# REQUIRED WORK
Retype exactly the lines below, beginning with the first and ending with the line where "impl ExecutableOpcode for AddInstruction" appears.

(Data entries)
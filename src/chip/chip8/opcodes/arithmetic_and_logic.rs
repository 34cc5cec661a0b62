use core::convert::TryFrom;
use std::marker::PhantomData;

use log::debug;
use rand::Rng;

use crate::chip::{
    chip8::{
        constants::{CHIP8_ADDRESS_MASK, CHIP8_CHARSET_OFFSET, CHIP8_GLYPH_HEIGHT},
        opcodes::{
            ExecutableOpcode, InstructionParsingError, InstructionWithAddress,
            InstructionWithOperands, InstructionWithRegAndValue, Opcode,
        },
        state::{MachineState, RunState},
        util, Chip8,
    },
    MachineError,
};

define_instruction_with_reg_and_value!(Ldr, LdrInstruction, 0x6);
impl ExecutableOpcode for LdrInstruction {
    fn execute(&self, chip: &mut Chip8) -> Result<(), MachineError> {
        chip.state.registers[self.reg as usize] = self.value;
        util::increment_program_counter(&mut chip.state);
        Ok(())
    }
}

define_instruction_with_reg_and_value!(Add, AddInstruction, 0x7);
impl ExecutableOpcode for AddInstruction {
    fn execute(&self, chip: &mut Chip8) -> Result<(), MachineError> {
        let state = &mut chip.state;
        state.registers[self.reg as usize] =
            state.registers[self.reg as usize].wrapping_add(self.value);
        util::increment_program_counter(state);
        Ok(())
    }
}

define_instruction_with_operands!(Reg, RegInstruction, 0x8, |instruction: &RegInstruction| {
    matches!(instruction.op3, 0x0..=0x7 | 0xE)
});
impl ExecutableOpcode for RegInstruction {
    fn execute(&self, chip: &mut Chip8) -> Result<(), MachineError> {
        /// Where VF is written relative to VX. Both values are computed from the
        /// operands before either write, so the write order only matters when
        /// X is F.
        #[derive(Clone, Copy)]
        enum FlagWrite {
            BeforeResult,
            AfterResult,
        }

        /// Applies `f` to VX and VY, stores the result in VX and, if `f` reports
        /// one, the flag in VF in the given order.
        fn modify_registers(
            state: &mut MachineState,
            r1: u8,
            r2: u8,
            order: FlagWrite,
            f: fn(u8, u8) -> (u8, Option<bool>),
        ) {
            let (val, flag) = f(state.registers[r1 as usize], state.registers[r2 as usize]);
            match (order, flag) {
                (_, None) => state.registers[r1 as usize] = val,
                (FlagWrite::BeforeResult, Some(flag)) => {
                    util::set_flag(state, flag);
                    state.registers[r1 as usize] = val;
                }
                (FlagWrite::AfterResult, Some(flag)) => {
                    state.registers[r1 as usize] = val;
                    util::set_flag(state, flag);
                }
            }
        }

        use FlagWrite::{AfterResult, BeforeResult};
        let state = &mut chip.state;
        match self.op3 {
            0x0 => modify_registers(state, self.op1, self.op2, AfterResult, |_, v2| (v2, None)),
            0x1 => modify_registers(state, self.op1, self.op2, AfterResult, |v1, v2| {
                (v1 | v2, None)
            }),
            0x2 => modify_registers(state, self.op1, self.op2, AfterResult, |v1, v2| {
                (v1 & v2, None)
            }),
            0x3 => modify_registers(state, self.op1, self.op2, AfterResult, |v1, v2| {
                (v1 ^ v2, None)
            }),
            0x4 => modify_registers(state, self.op1, self.op2, AfterResult, |v1, v2| {
                let (result, overflow) = v1.overflowing_add(v2);
                (result, Some(overflow))
            }),
            0x5 => modify_registers(state, self.op1, self.op2, BeforeResult, |v1, v2| {
                (v1.wrapping_sub(v2), Some(v1 > v2))
            }),
            0x6 => modify_registers(state, self.op1, self.op2, BeforeResult, |v1, _| {
                (v1 >> 1, Some(v1 & 1 != 0))
            }),
            0x7 => modify_registers(state, self.op1, self.op2, BeforeResult, |v1, v2| {
                (v2.wrapping_sub(v1), Some(v1 <= v2))
            }),
            0xE => modify_registers(state, self.op1, self.op2, BeforeResult, |v1, _| {
                (v1 << 1, Some(v1 & 0x80 != 0))
            }),
            _ => {
                return Err(MachineError::UnknownOpcode(
                    0x8000 | (self.op1 as u16) << 8 | (self.op2 as u16) << 4 | self.op3 as u16,
                ))
            }
        };
        util::increment_program_counter(state);
        Ok(())
    }
}

define_instruction_with_address!(Ld, LdInstruction, 0xA);
impl ExecutableOpcode for LdInstruction {
    fn execute(&self, chip: &mut Chip8) -> Result<(), MachineError> {
        chip.state.index = self.address;
        util::increment_program_counter(&mut chip.state);
        Ok(())
    }
}

define_instruction_with_reg_and_value!(Rnd, RndInstruction, 0xC);
impl ExecutableOpcode for RndInstruction {
    fn execute(&self, chip: &mut Chip8) -> Result<(), MachineError> {
        let sample: u8 = chip.rng.gen();
        chip.state.registers[self.reg as usize] = sample & self.value;
        util::increment_program_counter(&mut chip.state);
        Ok(())
    }
}

define_instruction_with_operands!(Drw, DrwInstruction, 0xD);
impl ExecutableOpcode for DrwInstruction {
    fn execute(&self, chip: &mut Chip8) -> Result<(), MachineError> {
        let state = &mut chip.state;
        let sprite = MachineState::memory_range(state.index, self.op3 as usize)?;

        let x = state.registers[self.op1 as usize] as usize;
        let y = state.registers[self.op2 as usize] as usize;

        let mut collision = false;
        for (y_pos, address) in sprite.enumerate() {
            let (row_collision, row_changed) =
                state.display.xor_row(x, y + y_pos, state.memory[address]);
            collision |= row_collision;
            state.display_changed |= row_changed;
        }
        util::set_flag(state, collision);
        util::increment_program_counter(state);
        Ok(())
    }
}

define_instruction_with_reg_and_value!(Ldu, LduInstruction, 0xF, |instruction: &LduInstruction| {
    matches!(
        instruction.value,
        0x07 | 0x0A | 0x15 | 0x18 | 0x1E | 0x29 | 0x33 | 0x55 | 0x65
    )
});
impl ExecutableOpcode for LduInstruction {
    fn execute(&self, chip: &mut Chip8) -> Result<(), MachineError> {
        let state = &mut chip.state;
        let vx = state.registers[self.reg as usize];
        match self.value {
            0x07 => {
                state.registers[self.reg as usize] = state.delay_timer;
            }
            0x0A => match state.highest_pressed_key() {
                Some(key) => {
                    state.registers[self.reg as usize] = key;
                }
                None => {
                    // the program counter stays on this instruction until a
                    // key arrives, see `Chip8::step`
                    debug!("Waiting for a key press into V{:X}", self.reg);
                    state.run_state = RunState::AwaitingKey { register: self.reg };
                    return Ok(());
                }
            },
            0x15 => {
                state.delay_timer = vx;
            }
            0x18 => {
                state.sound_timer = vx;
            }
            0x1E => {
                let sum = state.index as u32 + vx as u32;
                state.index = sum as u16;
                util::set_flag(state, sum > CHIP8_ADDRESS_MASK as u32);
            }
            0x29 => {
                state.index = CHIP8_CHARSET_OFFSET + vx as u16 * CHIP8_GLYPH_HEIGHT;
            }
            0x33 => {
                let digits = MachineState::memory_range(state.index, 3)?;
                state.memory[digits].copy_from_slice(&[vx / 100, (vx / 10) % 10, vx % 10]);
            }
            0x55 => {
                let count = self.reg as usize + 1;
                let target = MachineState::memory_range(state.index, count)?;
                state.memory[target].copy_from_slice(&state.registers[..count]);
                state.index = state.index.wrapping_add(count as u16);
            }
            0x65 => {
                let count = self.reg as usize + 1;
                let source = MachineState::memory_range(state.index, count)?;
                state.registers[..count].copy_from_slice(&state.memory[source]);
                state.index = state.index.wrapping_add(count as u16);
            }
            _ => {
                return Err(MachineError::UnknownOpcode(
                    0xF000 | (self.reg as u16) << 8 | self.value as u16,
                ))
            }
        }
        util::increment_program_counter(state);
        Ok(())
    }
}
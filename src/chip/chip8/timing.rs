use std::time::{Duration, Instant};

use log::warn;

use crate::chip::{
    chip8::constants::{
        period_of, CHIP8_DEFAULT_INSTRUCTION_HZ, CHIP8_DEFAULT_MAX_CATCH_UP,
        CHIP8_DEFAULT_TIMER_HZ,
    },
    Chip, MachineError,
};

/// Rates at which a host drives the chip. Both are wall-clock rates and are
/// independent of each other. Both are never zero.
#[derive(Clone, Copy, Debug, PartialEq, Eq)]
pub struct PacingConfig {
    /// Instruction cycles per second.
    instruction_hz: u32,

    /// Delay/sound timer ticks per second.
    timer_hz: u32,

    /// Most periods a single activity fires in one go when the host fell behind.
    max_catch_up: u32,
}

impl PacingConfig {
    /// Returns `None` if either rate is zero.
    pub fn new(instruction_hz: u32, timer_hz: u32) -> Option<Self> {
        if instruction_hz == 0 || timer_hz == 0 {
            return None;
        }
        Some(PacingConfig {
            instruction_hz,
            timer_hz,
            max_catch_up: CHIP8_DEFAULT_MAX_CATCH_UP,
        })
    }

    pub fn instruction_hz(&self) -> u32 {
        self.instruction_hz
    }

    pub fn timer_hz(&self) -> u32 {
        self.timer_hz
    }

    pub fn max_catch_up(&self) -> u32 {
        self.max_catch_up
    }

    pub fn instruction_period(&self) -> Duration {
        period_of(self.instruction_hz)
    }

    pub fn timer_period(&self) -> Duration {
        period_of(self.timer_hz)
    }
}

impl Default for PacingConfig {
    fn default() -> Self {
        PacingConfig {
            instruction_hz: CHIP8_DEFAULT_INSTRUCTION_HZ,
            timer_hz: CHIP8_DEFAULT_TIMER_HZ,
            max_catch_up: CHIP8_DEFAULT_MAX_CATCH_UP,
        }
    }
}

/// Fires at a fixed wall-clock interval. Callers supply the current time, which
/// keeps the ticker free of any clock of its own.
#[derive(Clone, Debug)]
pub struct Ticker {
    interval: Duration,
    next_deadline: Instant,
    max_catch_up: u32,
}

impl Ticker {
    pub fn new(interval: Duration, max_catch_up: u32, now: Instant) -> Self {
        Ticker {
            interval,
            next_deadline: now + interval,
            max_catch_up: max_catch_up.max(1),
        }
    }

    pub fn interval(&self) -> Duration {
        self.interval
    }

    /// Changes the interval. The next deadline is one new interval after `now`.
    pub fn set_interval(&mut self, interval: Duration, now: Instant) {
        self.interval = interval;
        self.next_deadline = now + interval;
    }

    /// Returns how many periods elapsed up to `now` and advances the schedule past
    /// them. If more than `max_catch_up` periods are overdue, only that many are
    /// reported and the schedule restarts from `now`.
    pub fn due(&mut self, now: Instant) -> u32 {
        if now < self.next_deadline {
            return 0;
        }
        let overdue = now.duration_since(self.next_deadline);
        let periods = 1 + overdue.as_nanos() / self.interval.as_nanos().max(1);
        if periods > self.max_catch_up as u128 {
            self.next_deadline = now + self.interval;
            return self.max_catch_up;
        }
        let periods = periods as u32;
        self.next_deadline += self.interval * periods;
        periods
    }
}

/// What one call to `Pacer::run_due` did.
#[derive(Clone, Debug, Default, PartialEq, Eq)]
pub struct PaceReport {
    pub timer_ticks: u32,
    pub steps: u32,
    /// The error that halted the chip during this call, if any.
    pub halted: Option<MachineError>,
}

/// Drives a chip's instruction cycle and its timers from two independent tickers.
pub struct Pacer {
    config: PacingConfig,
    cycle: Ticker,
    timer: Ticker,
}

impl Pacer {
    pub fn new(config: PacingConfig, now: Instant) -> Self {
        Pacer {
            config,
            cycle: Ticker::new(config.instruction_period(), config.max_catch_up, now),
            timer: Ticker::new(config.timer_period(), config.max_catch_up, now),
        }
    }

    pub fn config(&self) -> PacingConfig {
        self.config
    }

    /// Changes the instruction rate, leaving the timers untouched. Zero is
    /// rejected and leaves the rate as it was.
    pub fn set_instruction_hz(&mut self, instruction_hz: u32, now: Instant) -> bool {
        match PacingConfig::new(instruction_hz, self.config.timer_hz) {
            Some(config) => {
                self.config.instruction_hz = config.instruction_hz;
                self.cycle.set_interval(self.config.instruction_period(), now);
                true
            }
            None => false,
        }
    }

    /// Fires the timer ticks and then the instruction cycles that are due at
    /// `now`. Stepping stops at once when the chip halts; a chip that is already
    /// halted is not stepped at all, but its timers keep running down.
    pub fn run_due<C: Chip>(&mut self, chip: &mut C, now: Instant) -> PaceReport {
        let mut report = PaceReport::default();

        for _ in 0..self.timer.due(now) {
            chip.tick_timers();
            report.timer_ticks += 1;
        }

        let due_steps = self.cycle.due(now);
        for _ in 0..due_steps {
            if chip.is_halted() {
                break;
            }
            match chip.step() {
                Ok(_) => report.steps += 1,
                Err(e) => {
                    warn!("Stopped stepping after {} of {} cycles: {}", report.steps, due_steps, e);
                    report.halted = Some(e);
                    break;
                }
            }
        }

        report
    }
}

# RESPONSE AREA
filename src/chip/chip8/opcodes/arithmetic_and_logic.rs
repository 34cc5cec661a0b62
use core::convert::TryFrom;
use std::marker::PhantomData;

use log::debug;
use rand::Rng;

use crate::chip::{
    chip8::{
        constants::{CHIP8_ADDRESS_MASK, CHIP8_CHARSET_OFFSET, CHIP8_GLYPH_HEIGHT},
        opcodes::{
            ExecutableOpcode, InstructionParsingError, InstructionWithAddress,
            InstructionWithOperands, InstructionWithRegAndValue, Opcode,
        },
        state::{MachineState, RunState},
        util, Chip8,
    },
    MachineError,
};

define_instruction_with_reg_and_value!(Ldr, LdrInstruction, 0x6);
impl ExecutableOpcode for LdrInstruction {
    fn execute(&self, chip: &mut Chip8) -> Result<(), MachineError> {
        chip.state.registers[self.reg as usize] = self.value;
        util::increment_program_counter(&mut chip.state);
        Ok(())
    }
}

define_instruction_with_reg_and_value!(Add, AddInstruction, 0x7);
impl ExecutableOpcode for AddInstruction {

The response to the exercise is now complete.